Apesar de, em diversas recensões e entrevistas publicadas, se referir que não há relação com O Meu Irmão, a obra anterior do autor, a verdade é que ambas procuram debruçar-se sobre o mal na natureza humana.
Em síntese, fica a ideia de que Afonso Reis Cabral já encontrou a sua voz: «Conheci-o num dia em que granito, asfalto e cimento assentavam na cidade como a primeira neve. Só no Porto tanto feio e tanto betão se parecem com uma coisa bonita, o que vale de pouco, já que o encanto acaba quando bate o sol.
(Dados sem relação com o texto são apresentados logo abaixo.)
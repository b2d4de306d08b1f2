//! Tracing setup shared by the relay server and the chat client.
//!
//! The server logs to stderr. The chat client owns the terminal for its
//! transcript, so it hands [`init`] a log file instead.

use std::fs::OpenOptions;
use std::path::Path;
use std::sync::Mutex;

use tracing::level_filters::LevelFilter;
use tracing_subscriber::EnvFilter;
use tracing_subscriber::fmt::writer::BoxMakeWriter;

use crate::error::AppError;

/// Install the global subscriber.
///
/// `level` is the `log_level` from config (or `SYMPTOM_RELAY_LOG_LEVEL`).
/// With `prefer_level` the configured level wins and `RUST_LOG` only rescues
/// an unparsable one; without it `RUST_LOG` wins when set.
pub fn init(level: &str, prefer_level: bool, log_file: Option<&Path>) -> Result<(), AppError> {
    let filter = build_filter(level, prefer_level)?;
    let writer = match log_file {
        Some(path) => file_writer(path)?,
        None => BoxMakeWriter::new(std::io::stderr),
    };

    tracing_subscriber::fmt()
        .with_env_filter(filter)
        .with_writer(writer)
        .try_init()
        .map_err(|e| AppError::Logger(format!("failed to set subscriber: {e}")))
}

fn build_filter(level: &str, prefer_level: bool) -> Result<EnvFilter, AppError> {
    if !prefer_level {
        return EnvFilter::try_from_default_env()
            .or_else(|_| EnvFilter::try_new(level))
            .map_err(|e| AppError::Logger(format!("invalid log level '{level}': {e}")));
    }
    EnvFilter::try_new(level).or_else(|level_err| {
        EnvFilter::try_from_default_env().map_err(|env_err| {
            AppError::Logger(format!(
                "invalid log level '{level}': {level_err}; RUST_LOG parse failed: {env_err}"
            ))
        })
    })
}

/// Append-mode writer; the work dir may not exist on a first run.
fn file_writer(path: &Path) -> Result<BoxMakeWriter, AppError> {
    if let Some(dir) = path.parent() {
        std::fs::create_dir_all(dir).map_err(|e| {
            AppError::Logger(format!("cannot create log dir '{}': {e}", dir.display()))
        })?;
    }
    let file = OpenOptions::new().create(true).append(true).open(path).map_err(|e| {
        AppError::Logger(format!("failed to open log file '{}': {e}", path.display()))
    })?;
    Ok(BoxMakeWriter::new(Mutex::new(file)))
}

/// Reject a configured `log_level` before any subscriber exists, so a typo
/// fails startup with a config-style message.
pub fn parse_level(level: &str) -> Result<LevelFilter, AppError> {
    if level.is_empty() {
        return Err(AppError::Logger("log level must not be empty".into()));
    }
    level
        .parse::<LevelFilter>()
        .map_err(|_| AppError::Logger(format!("unrecognised log level: '{level}'")))
}
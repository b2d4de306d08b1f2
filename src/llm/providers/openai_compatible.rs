//! OpenAI-compatible chat completion provider (`/v1/chat/completions`).
//!
//! All OpenAI wire types are private to this module — callers only see
//! [`InferenceRequest`] in and a `String` out. The provider is stateless.

use std::time::Duration;

use reqwest::Client;
use serde::{Deserialize, Serialize};
use tracing::{debug, error, trace};

use crate::llm::{InferenceRequest, ProviderError};

// ── Public provider ───────────────────────────────────────────────────────────

/// Adapter for any HTTP endpoint implementing `/v1/chat/completions`.
///
/// Covers OpenAI, OpenAI-compatible local servers (Ollama, LM Studio…),
/// and hosted alternatives. Constructed once at startup, then cheaply cloned
/// because `reqwest::Client` is an `Arc` internally.
#[derive(Debug, Clone)]
pub struct OpenAiCompatibleProvider {
    client: Client,
    api_base_url: String,
    model: String,
    temperature: f32,
    max_tokens: u32,
    api_key: Option<String>,
}

impl OpenAiCompatibleProvider {
    /// Build a provider from config values and an optional API key.
    ///
    /// `api_key` is `None` for keyless local models. When present it is sent
    /// as `Authorization: Bearer <key>` on every request.
    pub fn new(
        api_base_url: String,
        model: String,
        temperature: f32,
        max_tokens: u32,
        timeout_seconds: u64,
        api_key: Option<String>,
    ) -> Result<Self, ProviderError> {
        let client = Client::builder()
            .timeout(Duration::from_secs(timeout_seconds))
            .build()
            .map_err(|e| ProviderError::Request(format!("failed to build HTTP client: {e}")))?;

        Ok(Self { client, api_base_url, model, temperature, max_tokens, api_key })
    }

    /// One round-trip: `system` then `user`, bounded by `max_tokens`.
    pub async fn complete(&self, request: &InferenceRequest) -> Result<String, ProviderError> {
        // Some models (gpt-5 family) do not accept a temperature parameter.
        let temperature = if self.model.starts_with("gpt-5") {
            None
        } else {
            Some(self.temperature)
        };

        let payload = ChatCompletionRequest {
            model: self.model.clone(),
            messages: vec![
                Message { role: "system".to_string(), content: request.system_instruction.clone() },
                Message { role: "user".to_string(), content: request.user_content.clone() },
            ],
            temperature,
            max_tokens: self.max_tokens,
        };

        debug!(
            model = %payload.model,
            temperature = ?payload.temperature,
            max_tokens = payload.max_tokens,
            content_len = request.user_content.len(),
            "sending LLM request"
        );
        if tracing::enabled!(tracing::Level::TRACE) {
            let json = serde_json::to_string_pretty(&payload)
                .unwrap_or_else(|e| format!("<serialization failed: {e}>"));
            trace!(payload = %json, "full LLM request payload");
        }

        let mut req = self.client.post(&self.api_base_url).json(&payload);
        if let Some(key) = &self.api_key {
            req = req.bearer_auth(key);
        }

        let response = req.send().await.map_err(|e| {
            error!(url = %self.api_base_url, error = %e, timeout = e.is_timeout(), "LLM HTTP request failed (transport)");
            ProviderError::Request(e.to_string())
        })?;

        let response = check_status(response).await?;

        let parsed = response.json::<ChatCompletionResponse>().await.map_err(|e| {
            error!(error = %e, "failed to deserialize LLM response");
            ProviderError::Request(format!("failed to parse response body: {e}"))
        })?;

        debug!(choices = parsed.choices.len(), "received LLM response");

        parsed
            .choices
            .into_iter()
            .next()
            .and_then(|c| c.message.content)
            .filter(|s| !s.trim().is_empty())
            .ok_or_else(|| ProviderError::Request("empty or missing content in response".into()))
    }
}

// ── Private wire types ────────────────────────────────────────────────────────

#[derive(Debug, Serialize)]
struct Message {
    role: String,
    content: String,
}

#[derive(Debug, Serialize)]
struct ChatCompletionRequest {
    model: String,
    messages: Vec<Message>,
    #[serde(skip_serializing_if = "Option::is_none")]
    temperature: Option<f32>,
    max_tokens: u32,
}

#[derive(Debug, Deserialize)]
struct ChatCompletionResponse {
    #[serde(default)]
    choices: Vec<Choice>,
}

#[derive(Debug, Deserialize)]
struct Choice {
    message: ChoiceMessage,
}

#[derive(Debug, Deserialize)]
struct ChoiceMessage {
    #[serde(default)]
    content: Option<String>,
}

// Error envelope used by OpenAI and compatible APIs.
#[derive(Debug, Deserialize)]
struct ErrorEnvelope {
    error: ErrorBody,
}

#[derive(Debug, Deserialize)]
struct ErrorBody {
    message: String,
    #[serde(default)]
    code: Option<serde_json::Value>,
}

/// Consume the response and return it if successful, or a structured error.
async fn check_status(response: reqwest::Response) -> Result<reqwest::Response, ProviderError> {
    let status = response.status();
    if status.is_success() {
        return Ok(response);
    }

    let body = response
        .text()
        .await
        .unwrap_or_else(|_| "<failed to read error body>".to_string());

    let message = if let Ok(env) = serde_json::from_str::<ErrorEnvelope>(&body) {
        let code = env
            .error
            .code
            .map(|v| match v {
                serde_json::Value::String(s) => format!(" [code={s}]"),
                other => format!(" [code={other}]"),
            })
            .unwrap_or_default();
        format!("HTTP {status}{code}: {}", env.error.message)
    } else {
        format!("HTTP {status}: {body}")
    };

    error!(%status, %message, "LLM request returned HTTP error");
    Err(ProviderError::Request(message))
}

#[cfg(test)]
mod tests {
    use super::*;
    use axum::{Json, Router, http::HeaderMap, http::StatusCode, routing::post};
    use serde_json::{Value, json};

    async fn serve(router: Router) -> String {
        let listener = tokio::net::TcpListener::bind("127.0.0.1:0").await.unwrap();
        let addr = listener.local_addr().unwrap();
        tokio::spawn(async move { axum::serve(listener, router).await.unwrap() });
        format!("http://{addr}/v1/chat/completions")
    }

    fn provider(url: String, model: &str) -> OpenAiCompatibleProvider {
        OpenAiCompatibleProvider::new(url, model.into(), 0.2, 512, 2, Some("sk-test".into())).unwrap()
    }

    fn request() -> InferenceRequest {
        InferenceRequest { system_instruction: "be helpful".into(), user_content: "hi".into() }
    }

    #[tokio::test]
    async fn sends_system_then_user_with_max_tokens() {
        let router = Router::new().route(
            "/v1/chat/completions",
            post(|headers: HeaderMap, Json(body): Json<Value>| async move {
                let ok = headers.get("authorization").map(|v| v == "Bearer sk-test").unwrap_or(false)
                    && body["messages"][0]["role"] == "system"
                    && body["messages"][0]["content"] == "be helpful"
                    && body["messages"][1]["role"] == "user"
                    && body["messages"][1]["content"] == "hi"
                    && body["max_tokens"] == 512;
                let text = if ok { "  answer  " } else { "bad request shape" };
                Json(json!({ "choices": [{ "message": { "role": "assistant", "content": text } }] }))
            }),
        );
        let p = provider(serve(router).await, "test-model");
        assert_eq!(p.complete(&request()).await.unwrap(), "  answer  ");
    }

    #[tokio::test]
    async fn gpt5_models_omit_temperature() {
        let router = Router::new().route(
            "/v1/chat/completions",
            post(|Json(body): Json<Value>| async move {
                let text = if body.get("temperature").is_none() { "omitted" } else { "present" };
                Json(json!({ "choices": [{ "message": { "content": text } }] }))
            }),
        );
        let p = provider(serve(router).await, "gpt-5-mini");
        assert_eq!(p.complete(&request()).await.unwrap(), "omitted");
    }

    #[tokio::test]
    async fn whitespace_only_content_is_an_error() {
        let router = Router::new().route(
            "/v1/chat/completions",
            post(|| async { Json(json!({ "choices": [{ "message": { "content": " \n " } }] })) }),
        );
        let p = provider(serve(router).await, "m");
        assert!(p.complete(&request()).await.is_err());
    }

    #[tokio::test]
    async fn empty_choices_is_an_error() {
        let router = Router::new().route("/v1/chat/completions", post(|| async { Json(json!({ "choices": [] })) }));
        let p = provider(serve(router).await, "m");
        assert!(p.complete(&request()).await.is_err());
    }

    #[tokio::test]
    async fn error_envelope_message_is_surfaced() {
        let router = Router::new().route(
            "/v1/chat/completions",
            post(|| async {
                (
                    StatusCode::TOO_MANY_REQUESTS,
                    Json(json!({ "error": { "message": "rate limited", "code": "rate_limit" } })),
                )
            }),
        );
        let p = provider(serve(router).await, "m");
        let err = p.complete(&request()).await.unwrap_err().to_string();
        assert!(err.contains("rate limited"));
        assert!(err.contains("rate_limit"));
    }

    #[tokio::test]
    async fn unreachable_endpoint_fails() {
        let p = provider("http://127.0.0.1:1/v1/chat/completions".into(), "m");
        assert!(p.complete(&request()).await.is_err());
    }
}
//! Plain-terminal rendering of transcript bubbles.
//!
//! Assistant markdown is printed as-is; terminals show it readably enough
//! and the relay's section headers stay recognisable.

use super::message::{Message, Role};
use super::relay_client::ConnectionStatus;

pub fn bubble(message: &Message) -> String {
    let marker = if message.is_error() { " [!]" } else { "" };
    let gutter = match message.role() {
        Role::User => "  │ ",
        Role::Assistant => "│ ",
    };
    let header = match message.role() {
        Role::User => format!("  ┌ {}{marker}", message.role().label()),
        Role::Assistant => format!("┌ {}{marker}", message.role().label()),
    };
    let body = message
        .content()
        .lines()
        .map(|l| format!("{gutter}{l}"))
        .collect::<Vec<_>>()
        .join("\n");
    format!("{header}\n{body}\n{}└", if matches!(message.role(), Role::User) { "  " } else { "" })
}

pub fn transcript(messages: &[Message]) -> String {
    messages.iter().map(bubble).collect::<Vec<_>>().join("\n\n")
}

pub fn status_line(status: ConnectionStatus, loading: bool) -> String {
    if loading {
        format!("[relay: {} · waiting for answer…]", status.label())
    } else {
        format!("[relay: {}]", status.label())
    }
}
Pelo menos o sol não bate assim tantas vezes» (p. 9-10). Aqui, o que o autor procura é desaparecer de cena e dar corpo à recriação de um momento inconcebível na vida de pessoas de carne e osso que agem de forma inimaginável – ler o que a imprensa publicou é só por si perturbante –, mas nem por isso impossível de se ficcionar.